The Great Depression contributed to its decline, and the Flood of 1937 destroyed hopes of reviving the business.

The Horseshoe Gardens Alumni Association was founded in 1955, where members shared memories of the establishment with yearly reunions, though they are no longer held.

=== Bellevue Beach Park (1993–present) ===
Today, the Bellevue Beach Park marks the location where the Queen City Bathing Beach once stood. The City of Bellevue bought and developed the property between 1993 and 2000. The park features an amphitheater, a ball field, bench swings, a playground, a basketball court, and sidewalk along its perimeter.

On July 7, 2015, the Bellevue Beach Park was renamed the Thomas Wiethorn Memorial Beach Park; Thomas Wiethorn was a mayor of Bellevue from 1986 to 2001.

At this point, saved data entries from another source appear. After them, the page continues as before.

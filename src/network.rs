//! Dynamic transition networks: per-variable conditional tables and the
//! probability queries over them.
//!
//! A [`TransitionNetwork`] holds one [`Node`] per state variable; the node at
//! position `i` is the conditional distribution of variable `i` at the next
//! step given the current values of its parent scope. Because variables are
//! conditionally independent given their parents, a joint transition
//! probability is the product of one table lookup per variable, so queries
//! cost O(variables), never O(joint domain).
//!
//! [`TransitionNetworkRef`] is the non-owning variant: a fixed-size sequence
//! of aliases into nodes owned elsewhere, used by
//! [`CompactNetwork`](crate::compact::CompactNetwork) to assemble a
//! per-action network from a mix of default and override nodes without
//! copying tables. Its lifetime is bounded by its source.
//!
//! Both variants implement [`TransitionModel`], the capability trait
//! back-projection is generic over.

use serde::{Deserialize, Serialize};

use crate::error::{Error, Result};
use crate::matrix::DenseMatrix;
use crate::space::{
    FactorSpace, PartialAssignmentRef, Tag, linear_index_full, linear_index_partial,
};

/// Tolerance for checking that a table row sums to 1.
pub const ROW_SUM_TOLERANCE: f64 = 1e-9;

/// The conditional probability table of one variable given its parent scope.
///
/// Rows correspond to joint parent assignments in canonical enumeration
/// order; columns to the values of the modeled (child) variable. The child
/// is not stored: it is the node's position within its network.
#[derive(Debug, Clone, PartialEq, Serialize, Deserialize)]
pub struct Node {
    pub tag: Tag,
    pub table: DenseMatrix,
}

impl Node {
    /// Check this node against the space, as the table for variable `child`.
    ///
    /// Verifies that every parent exists, that the table shape matches the
    /// parent domain and child cardinality, and that each row is a
    /// probability distribution (non-negative, summing to 1 within
    /// [`ROW_SUM_TOLERANCE`]).
    pub(crate) fn validate(&self, space: &FactorSpace, child: usize) -> Result<()> {
        for parent in self.tag.iter() {
            if parent >= space.len() {
                return Err(Error::ParentOutOfRange {
                    variable: child,
                    parent,
                    space: space.len(),
                });
            }
        }
        let expected_rows = space.domain_size(&self.tag);
        let expected_cols = space.cardinality(child);
        if self.table.rows() != expected_rows || self.table.cols() != expected_cols {
            return Err(Error::TableShape {
                variable: child,
                rows: self.table.rows(),
                cols: self.table.cols(),
                expected_rows,
                expected_cols,
            });
        }
        self.validate_rows(child)
    }

    /// The space-independent half of validation: every row of the table
    /// must be a probability distribution, non-negative and summing to 1
    /// within [`ROW_SUM_TOLERANCE`]. This is what deserialization enforces,
    /// since no space is available at that point.
    pub(crate) fn validate_rows(&self, variable: usize) -> Result<()> {
        for row in 0..self.table.rows() {
            let mut sum = 0.0;
            for (column, &value) in self.table.row(row).iter().enumerate() {
                if value < 0.0 {
                    return Err(Error::NegativeProbability {
                        variable,
                        row,
                        column,
                        value,
                    });
                }
                sum += value;
            }
            if (sum - 1.0).abs() > ROW_SUM_TOLERANCE {
                return Err(Error::RowSum { variable, row, sum });
            }
        }
        Ok(())
    }
}

/// Capability trait for anything back-projection can run against: indexed
/// node lookup plus the two transition-probability query shapes.
///
/// The queries are provided methods, so the owning and borrowing network
/// variants share one implementation and one generic back-projection
/// algorithm serves both.
pub trait TransitionModel {
    /// Number of modeled variables.
    fn len(&self) -> usize;

    /// The node for variable `variable`.
    ///
    /// # Panics
    ///
    /// Panics if `variable` is out of range.
    fn node(&self, variable: usize) -> &Node;

    fn is_empty(&self) -> bool {
        self.len() == 0
    }

    /// Probability of transitioning from full assignment `s` to `s1`.
    ///
    /// The product, over every variable `i`, of
    /// `table_i[row(s restricted to parents of i)][s1[i]]`.
    fn transition_probability(&self, space: &FactorSpace, s: &[usize], s1: &[usize]) -> f64 {
        let mut probability = 1.0;
        for variable in 0..self.len() {
            let node = self.node(variable);
            let row = linear_index_full(space, &node.tag, s);
            probability *= node.table[(row, s1[variable])];
        }
        probability
    }

    /// Probability of reaching the scoped assignment `s1` from `s`.
    ///
    /// The product runs only over the variables named by `s1`'s tag; all
    /// other next-state variables are marginalized out by construction.
    ///
    /// # Panics
    ///
    /// Panics if `s` does not cover every parent of every variable in
    /// `s1`'s tag. Failing fast here is deliberate: a silently mismatched
    /// lookup would return a plausible-looking wrong probability.
    fn partial_transition_probability(
        &self,
        space: &FactorSpace,
        s: PartialAssignmentRef<'_>,
        s1: PartialAssignmentRef<'_>,
    ) -> f64 {
        let mut probability = 1.0;
        for (variable, &value) in s1.tag.iter().zip(s1.values) {
            let node = self.node(variable);
            let row = linear_index_partial(space, &node.tag, s);
            probability *= node.table[(row, value)];
        }
        probability
    }
}

/// An owning dynamic transition network: one node per state variable.
///
/// Deserialization rejects any node whose table rows are not probability
/// distributions, so a crafted or corrupted document cannot smuggle in the
/// non-stochastic tables that [`TransitionNetwork::new`] refuses. Shape
/// checks against a space need the space itself; after deserializing, call
/// [`TransitionNetwork::validate`] to re-establish those too.
#[derive(Debug, Clone, PartialEq, Serialize, Deserialize)]
#[serde(try_from = "RawTransitionNetwork")]
pub struct TransitionNetwork {
    nodes: Vec<Node>,
}

/// Unvalidated mirror of [`TransitionNetwork`], used only as a
/// deserialization intermediate.
#[derive(Deserialize)]
struct RawTransitionNetwork {
    nodes: Vec<Node>,
}

impl TryFrom<RawTransitionNetwork> for TransitionNetwork {
    type Error = Error;

    fn try_from(raw: RawTransitionNetwork) -> Result<Self> {
        for (variable, node) in raw.nodes.iter().enumerate() {
            node.validate_rows(variable)?;
        }
        Ok(Self { nodes: raw.nodes })
    }
}

impl TransitionNetwork {
    /// Build a network over `space`, validating every node eagerly.
    ///
    /// # Errors
    ///
    /// Returns [`Error::NetworkSize`] unless there is exactly one node per
    /// variable of the space, or any node-level error from validation
    /// (shape, parent range, row stochasticity).
    pub fn new(space: &FactorSpace, nodes: Vec<Node>) -> Result<Self> {
        let network = Self { nodes };
        network.validate(space)?;
        Ok(network)
    }

    /// Re-check the full set of invariants against a space.
    ///
    /// [`TransitionNetwork::new`] runs this automatically; it is exposed for
    /// networks that arrived through deserialization, where only the
    /// space-independent row checks could run.
    ///
    /// # Errors
    ///
    /// Same as [`TransitionNetwork::new`].
    pub fn validate(&self, space: &FactorSpace) -> Result<()> {
        if self.nodes.len() != space.len() {
            return Err(Error::NetworkSize {
                expected: space.len(),
                got: self.nodes.len(),
            });
        }
        for (child, node) in self.nodes.iter().enumerate() {
            node.validate(space, child)?;
        }
        Ok(())
    }

    pub fn nodes(&self) -> &[Node] {
        &self.nodes
    }
}

impl std::ops::Index<usize> for TransitionNetwork {
    type Output = Node;

    fn index(&self, variable: usize) -> &Node {
        &self.nodes[variable]
    }
}

impl TransitionModel for TransitionNetwork {
    fn len(&self) -> usize {
        self.nodes.len()
    }

    fn node(&self, variable: usize) -> &Node {
        &self.nodes[variable]
    }
}

/// A non-owning transition network: aliases into nodes owned elsewhere.
///
/// Construction is cheap (no table is copied) and the borrow checker bounds
/// the view's lifetime by its source, so a view can never outlive the nodes
/// it aliases.
#[derive(Debug, Clone)]
pub struct TransitionNetworkRef<'a> {
    nodes: Vec<&'a Node>,
}

impl<'a> TransitionNetworkRef<'a> {
    /// Assemble a view from node references, one per state variable.
    ///
    /// No validation is performed: every referenced node was already
    /// validated when its owner was built.
    pub fn new(nodes: Vec<&'a Node>) -> Self {
        Self { nodes }
    }

    pub fn nodes(&self) -> &[&'a Node] {
        &self.nodes
    }
}

impl std::ops::Index<usize> for TransitionNetworkRef<'_> {
    type Output = Node;

    fn index(&self, variable: usize) -> &Node {
        self.nodes[variable]
    }
}

impl TransitionModel for TransitionNetworkRef<'_> {
    fn len(&self) -> usize {
        self.nodes.len()
    }

    fn node(&self, variable: usize) -> &Node {
        self.nodes[variable]
    }
}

A $10,000 sculpture of a 10-foot-tall Adirondack chair called "A Beautiful View" (Note: The name Bellevue is translated to "a beautiful view" in French) that was built by Southbank Partners was unveiled on October 2, 2025. The CEO stated that the project pays homage to the history of the park. In August 2025, the City of Bellevue purchased about an acre of adjacent property to add to the Bellevue Beach Park for $850,000. City-hosted events and activities are frequently held at the Beach Park.

Riverfront Commons, a proposed 20-mile continuous sidewalk along the Ohio River, includes the Beach Park.